Claim Rejections - 35 USC § 112
The following is a quotation of 35 U.S.C. 112(b):
(b) CONCLUSION.—The specification shall conclude with one or more claims particularly pointing out and distinctly claiming the subject matter which the inventor or a joint inventor regards as the invention.
The following is a quotation of 35 U.S.C. 112 (pre-AIA ), second paragraph:
The specification shall conclude with one or more claims particularly pointing out and distinctly claiming the subject matter which the applicant regards as his invention.
Claims 2 and 13 are rejected under 35 U.S.C. 112(b) or 35 U.S.C. 112 (pre-AIA ), second paragraph, as being indefinite for failing to particularly point out and distinctly claim the subject matter which the inventor or a joint inventor (or for applications subject to pre-AIA 35 U.S.C. 112, the applicant), regards as the invention.
Claim 2 recites the limitation "the formula" in line 3. There is insufficient antecedent basis for this limitation in the claim; it is noted that claim 2 currently recites “[t]he compound of formula I according to claim 1, wherein the structure of the compound of formula I is as shown in formula Ia” and as such it is unclear as to if the recitation of “the formula” is referring to formula I of claim 1 or formula Ia presented in claim 2. This rejection can be obviated by amending the claim to recite the specific formula to which the claim is drawn; for example, line 3 of claim 2 may be amended to recite “in the formula Ia”.
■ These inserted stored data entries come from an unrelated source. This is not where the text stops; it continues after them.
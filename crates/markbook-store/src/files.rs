//! Book file layout and atomic copies
//!
//! Book files live under `<data_folder>/answer_books/<book_id>/`. The same
//! relative path names the file on the replication mirror.

#![allow(clippy::result_large_err)]

use std::fs;
use std::path::{Path, PathBuf};

use crate::errors::{io_error, Result};

pub const BOOKS_DIR: &str = "answer_books";

#[derive(Debug, Clone, PartialEq, Eq)]
pub struct BookLayout {
    data_folder: PathBuf,
}

impl BookLayout {
    pub fn new(data_folder: impl Into<PathBuf>) -> Self {
        Self {
            data_folder: data_folder.into(),
        }
    }

    pub fn data_folder(&self) -> &Path {
        &self.data_folder
    }

    pub fn book_dir(&self, book_id: i64) -> PathBuf {
        self.data_folder.join(BOOKS_DIR).join(book_id.to_string())
    }

    pub fn file_path(&self, book_id: i64, file_path: &str) -> PathBuf {
        self.book_dir(book_id).join(file_path)
    }

    /// Path relative to the data folder, as used by the mirror
    pub fn relative_path(&self, book_id: i64, file_path: &str) -> String {
        format!("{}/{}/{}", BOOKS_DIR, book_id, file_path)
    }

    /// Remove the given files of one book, ignoring ones already gone
    ///
    /// Returns how many files were removed. The book directory is removed
    /// too once it is empty.
    pub fn remove_files(&self, book_id: i64, file_paths: &[String]) -> Result<usize> {
        let mut removed = 0;
        for file_path in file_paths {
            match fs::remove_file(self.file_path(book_id, file_path)) {
                Ok(()) => removed += 1,
                Err(e) if e.kind() == std::io::ErrorKind::NotFound => {}
                Err(e) => return Err(io_error("remove_book_file", e)),
            }
        }
        let dir = self.book_dir(book_id);
        if fs::read_dir(&dir).map(|mut d| d.next().is_none()).unwrap_or(false) {
            fs::remove_dir(&dir).map_err(|e| io_error("remove_book_dir", e))?;
        }
        Ok(removed)
    }
}

/// Copy `source` to `target` so that `target` never holds a partial file
///
/// Copies into a hidden sibling first and renames it into place, creating
/// parent directories as needed. Returns the number of bytes copied.
pub fn copy_atomic(source: &Path, target: &Path) -> Result<u64> {
    if let Some(parent) = target.parent() {
        fs::create_dir_all(parent).map_err(|e| io_error("create_book_dir", e))?;
    }

    let file_name = target
        .file_name()
        .map(|n| n.to_string_lossy().into_owned())
        .unwrap_or_default();
    let temp_path = target.with_file_name(format!(".{}.tmp", file_name));

    let bytes = match fs::copy(source, &temp_path) {
        Ok(n) => n,
        Err(e) => {
            let _ = fs::remove_file(&temp_path);
            return Err(io_error("copy_book_file", e));
        }
    };

    fs::rename(&temp_path, target).map_err(|e| io_error("rename_book_file", e))?;

    Ok(bytes)
}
Claim 13 is drawn to a method of preparing an antibody-drug conjugate comprising “using the compound of formula I of claim 1”. As such, the claim is drawn to a method/process, but fails to recite any active steps, rendering the claim indefinite. MPEP 2173.05(q) recites: “[a]ttempts to claim a process without setting forth any steps involved in the process generally raises an issue of indefiniteness under 35 U.S.C. 112(b) or pre-AIA 35 U.S.C. 112, second paragraph. For example, a claim which read: ‘[a] process for using monoclonal antibodies of claim 4 to isolate and purify human fibroblast interferon’ was held to be indefinite because it merely recites a use without any active, positive steps delimiting how this use is actually practiced. Ex parte Erlich, 3 USPQ2d 1011 (Bd. Pat. App. & Inter. 1986).”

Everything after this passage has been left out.